Cette inspiration, on ne peut pas la forcer. Elle n'a rien à voir avec un froid calcul. Elle est une condition indispensable au même titre que la passion. S'il ne vient pas au chercheur une «idée » précise orientant ses hypothèses et si, pendant qu’il fait des calculs, il ne lui vient pas une « idée » concernant la portée des résultats obtenus, il n’ira nulle part.
Cette inspiration ne vient normalement qu'après un travail acharné, mais il n’en est pas toujours ainsi. N’importe qui peut avoir des intuitions, encore faut-il être capable de vérifier, d'apprécier et d'exploiter la portée de son intuition. C’est pourquoi l'inspiration ne remplace pas le travail, mais ce dernier, pas plus que la passion, ne peut remplacer ni forcer l'intuition. Il reste que le travail et la passion sont de nature à provoquer l’intuition, surtout ensemble.
Le problème est que l’intuition ne jaillit pas quand nous le voulons, mais seulement quand elle le veut. Il est exact que nos meilleures idées nous viennent lorsque nous sommes tranquillement assis dans un fauteuil ou lorsque nous nous promenons. En tout cas elles viennent au moment où nous ne nous y attendons pas et pas du tout pendant le temps où, assis à notre table de travail, nous nous creusons la cervelle et faisons des recherches. Il est vrai aussi qu’elles ne nous seraient jamais venues si auparavant nous n'y avions pas pensé sans arrêt devant notre table de travail et si nous n'avions pas cherché avec passion une réponse…
Quoi qu'il en soit, le chercheur est obligé de compter avec le hasard sous-jacent à tout travail scientifique: l'inspiration viendra-t-elle ou non?

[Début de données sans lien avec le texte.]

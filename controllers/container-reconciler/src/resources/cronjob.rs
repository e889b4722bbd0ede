//! CronJob reconciler

use super::{adopt_metadata, ResourceReconciler};
use crate::cluster::{create_typed, delete_if_exists, get_typed, replace_typed, ClusterApi, ResourceKind};
use crate::error::ReconcileError;
use crate::manifest::pod::{live_image, merge_pod_template, pod_template, DataVolume};
use crate::manifest::{names, Definition};
use k8s_openapi::api::batch::v1::{CronJob, CronJobSpec, JobSpec, JobTemplateSpec};
use k8s_openapi::apimachinery::pkg::apis::meta::v1::ObjectMeta;
use std::sync::Arc;
use tracing::info;

#[derive(Debug, Clone)]
pub struct CronJobReconciler {
    cluster: Arc<dyn ClusterApi>,
}

/// Render the CronJob for a container
pub fn render(def: &Definition<'_>, name: &str, image: &str) -> Result<CronJob, ReconcileError> {
    let config = def.container.cron_job_config().ok_or_else(|| {
        ReconcileError::Validation(format!("container {} has no cronjob settings", def.iid()))
    })?;
    let data = if def.container.storage().is_some() {
        DataVolume::Claim(names::primary(def.iid()))
    } else {
        DataVolume::None
    };

    Ok(CronJob {
        metadata: def.metadata(name),
        spec: Some(CronJobSpec {
            schedule: config.schedule.clone(),
            time_zone: config.time_zone.clone(),
            concurrency_policy: Some(config.concurrency_policy.as_str().to_string()),
            suspend: Some(config.suspend),
            successful_jobs_history_limit: config.successful_jobs_history_limit,
            failed_jobs_history_limit: config.failed_jobs_history_limit,
            starting_deadline_seconds: config.starting_deadline_seconds,
            job_template: JobTemplateSpec {
                metadata: Some(ObjectMeta {
                    labels: Some(def.labels()),
                    ..Default::default()
                }),
                spec: Some(JobSpec {
                    template: pod_template(def, image, &data)?,
                    backoff_limit: config.backoff_limit,
                    active_deadline_seconds: config.active_deadline_seconds,
                    ..Default::default()
                }),
            },
        }),
        status: None,
    })
}

/// Fold a rendered CronJob into the live one
pub fn merge(live: CronJob, desired: CronJob, keep_image: bool) -> CronJob {
    let mut spec = live.spec.unwrap_or_default();
    if let Some(desired_spec) = desired.spec {
        spec.schedule = desired_spec.schedule;
        spec.time_zone = desired_spec.time_zone;
        spec.concurrency_policy = desired_spec.concurrency_policy;
        spec.suspend = desired_spec.suspend;
        spec.successful_jobs_history_limit = desired_spec.successful_jobs_history_limit;
        spec.failed_jobs_history_limit = desired_spec.failed_jobs_history_limit;
        spec.starting_deadline_seconds = desired_spec.starting_deadline_seconds;

        let desired_job = desired_spec.job_template.spec.unwrap_or_default();
        let job = spec.job_template.spec.get_or_insert_with(Default::default);
        job.backoff_limit = desired_job.backoff_limit;
        job.active_deadline_seconds = desired_job.active_deadline_seconds;
        merge_pod_template(&mut job.template, desired_job.template, keep_image);
    }
    CronJob {
        metadata: adopt_metadata(live.metadata, desired.metadata),
        spec: Some(spec),
        status: None,
    }
}

fn job_template_image(cronjob: &CronJob) -> Option<String> {
    let job = cronjob.spec.as_ref()?.job_template.spec.as_ref()?;
    live_image(Some(&job.template))
}

impl CronJobReconciler {
    pub fn new(cluster: Arc<dyn ClusterApi>) -> Self {
        Self { cluster }
    }
}

#[async_trait::async_trait]
impl ResourceReconciler for CronJobReconciler {
    fn kind(&self) -> ResourceKind {
        ResourceKind::CronJob
    }

    async fn create(&self, def: &Definition<'_>, name: &str, namespace: &str) -> Result<(), ReconcileError> {
        info!("Creating CronJob {}/{}", namespace, name);
        let cronjob = render(def, name, &def.image()?)?;
        create_typed(self.cluster.as_ref(), ResourceKind::CronJob, namespace, &cronjob).await?;
        Ok(())
    }

    async fn update(&self, def: &Definition<'_>, name: &str, namespace: &str) -> Result<(), ReconcileError> {
        info!("Reconciling CronJob {}/{}", namespace, name);
        let live: Option<CronJob> = get_typed(self.cluster.as_ref(), ResourceKind::CronJob, namespace, name).await?;
        let Some(live) = live else {
            info!("CronJob {}/{} is missing, recreating", namespace, name);
            return self.create(def, name, namespace).await;
        };

        let image = match job_template_image(&live) {
            Some(image) if def.pipeline_owns_image() => image,
            _ => def.image()?,
        };
        let desired = render(def, name, &image)?;
        let merged = merge(live, desired, def.pipeline_owns_image());
        replace_typed(self.cluster.as_ref(), ResourceKind::CronJob, namespace, name, &merged).await?;
        Ok(())
    }

    async fn delete(&self, name: &str, namespace: &str) -> Result<(), ReconcileError> {
        if delete_if_exists(self.cluster.as_ref(), ResourceKind::CronJob, namespace, name).await? {
            info!("Deleted CronJob {}/{}", namespace, name);
        }
        Ok(())
    }
}
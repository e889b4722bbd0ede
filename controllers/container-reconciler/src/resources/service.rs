//! Service reconciler
//!
//! Every networked container gets a ClusterIP Service named after it.
//! StatefulSets additionally get the headless Service they are bound to.

use super::{adopt_metadata, ResourceReconciler};
use crate::cluster::{create_typed, delete_if_exists, get_typed, replace_typed, ClusterApi, ResourceKind};
use crate::error::ReconcileError;
use crate::manifest::{names, selector_labels, Definition};
use k8s_openapi::api::core::v1::{Service, ServicePort, ServiceSpec};
use k8s_openapi::apimachinery::pkg::util::intstr::IntOrString;
use platform_model::ContainerType;
use std::sync::Arc;
use tracing::info;

/// Port name on the container Service
pub const SERVICE_PORT_NAME: &str = "main";

#[derive(Debug, Clone)]
pub struct ServiceReconciler {
    cluster: Arc<dyn ClusterApi>,
}

fn port(container_port: u16) -> ServicePort {
    ServicePort {
        name: Some(SERVICE_PORT_NAME.to_string()),
        port: i32::from(container_port),
        target_port: Some(IntOrString::Int(i32::from(container_port))),
        protocol: Some("TCP".to_string()),
        ..Default::default()
    }
}

/// ClusterIP Service, or the headless variant when `headless` is set
pub fn render(def: &Definition<'_>, name: &str, headless: bool) -> Service {
    Service {
        metadata: def.metadata(name),
        spec: Some(ServiceSpec {
            type_: Some("ClusterIP".to_string()),
            cluster_ip: headless.then(|| "None".to_string()),
            selector: Some(selector_labels(def.iid())),
            ports: Some(vec![port(def.container.networking.container_port)]),
            ..Default::default()
        }),
        status: None,
    }
}

/// Replace ports and selector; cluster IPs are immutable and kept
pub fn merge(live: Service, desired: Service) -> Service {
    let mut spec = live.spec.unwrap_or_default();
    if let Some(desired_spec) = desired.spec {
        spec.selector = desired_spec.selector;
        spec.ports = desired_spec.ports;
    }
    Service {
        metadata: adopt_metadata(live.metadata, desired.metadata),
        spec: Some(spec),
        status: None,
    }
}

impl ServiceReconciler {
    pub fn new(cluster: Arc<dyn ClusterApi>) -> Self {
        Self { cluster }
    }

    /// Names managed for a container of `container_type`
    fn service_names(name: &str, container_type: ContainerType) -> Vec<(String, bool)> {
        let mut services = vec![(name.to_string(), false)];
        if container_type == ContainerType::StatefulSet {
            services.push((names::headless_service(name), true));
        }
        services
    }

    async fn upsert(&self, def: &Definition<'_>, name: &str, namespace: &str, headless: bool) -> Result<(), ReconcileError> {
        let desired = render(def, name, headless);
        let live: Option<Service> = get_typed(self.cluster.as_ref(), ResourceKind::Service, namespace, name).await?;
        match live {
            Some(live) => {
                replace_typed(
                    self.cluster.as_ref(),
                    ResourceKind::Service,
                    namespace,
                    name,
                    &merge(live, desired),
                )
                .await?;
            }
            None => {
                info!("Creating Service {}/{}", namespace, name);
                create_typed(self.cluster.as_ref(), ResourceKind::Service, namespace, &desired).await?;
            }
        }
        Ok(())
    }
}

#[async_trait::async_trait]
impl ResourceReconciler for ServiceReconciler {
    fn kind(&self) -> ResourceKind {
        ResourceKind::Service
    }

    async fn create(&self, def: &Definition<'_>, name: &str, namespace: &str) -> Result<(), ReconcileError> {
        if !def.container.is_networked() {
            return Ok(());
        }
        for (service, headless) in Self::service_names(name, def.container.container_type) {
            info!("Creating Service {}/{}", namespace, service);
            let rendered = render(def, &service, headless);
            create_typed(self.cluster.as_ref(), ResourceKind::Service, namespace, &rendered).await?;
        }
        Ok(())
    }

    async fn update(&self, def: &Definition<'_>, name: &str, namespace: &str) -> Result<(), ReconcileError> {
        if !def.container.is_networked() {
            return Ok(());
        }
        info!("Reconciling Service {}/{}", namespace, name);
        for (service, headless) in Self::service_names(name, def.container.container_type) {
            self.upsert(def, &service, namespace, headless).await?;
        }
        Ok(())
    }

    /// Removes the Service and, if present, its headless sibling
    async fn delete(&self, name: &str, namespace: &str) -> Result<(), ReconcileError> {
        for service in [name.to_string(), names::headless_service(name)] {
            if delete_if_exists(self.cluster.as_ref(), ResourceKind::Service, namespace, &service).await? {
                info!("Deleted Service {}/{}", namespace, service);
            }
        }
        Ok(())
    }
}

On peut être un travailleur remarquable et n'avoir jamais eu une inspiration originale. Et il en est de même dans les activités économiques : un commerçant ou un industriel sans inspiration ou sans intuition se révéleront incapables de créer de nouvelles formes d'organisation, de nouveaux produits ou services. D’un côté l'intuition ne joue pas dans les sciences un rôle plus considérable que dans les problèmes pratiques, mais d’un autre côté elle est aussi importante dans le domaine scientifique que dans les activités artistiques.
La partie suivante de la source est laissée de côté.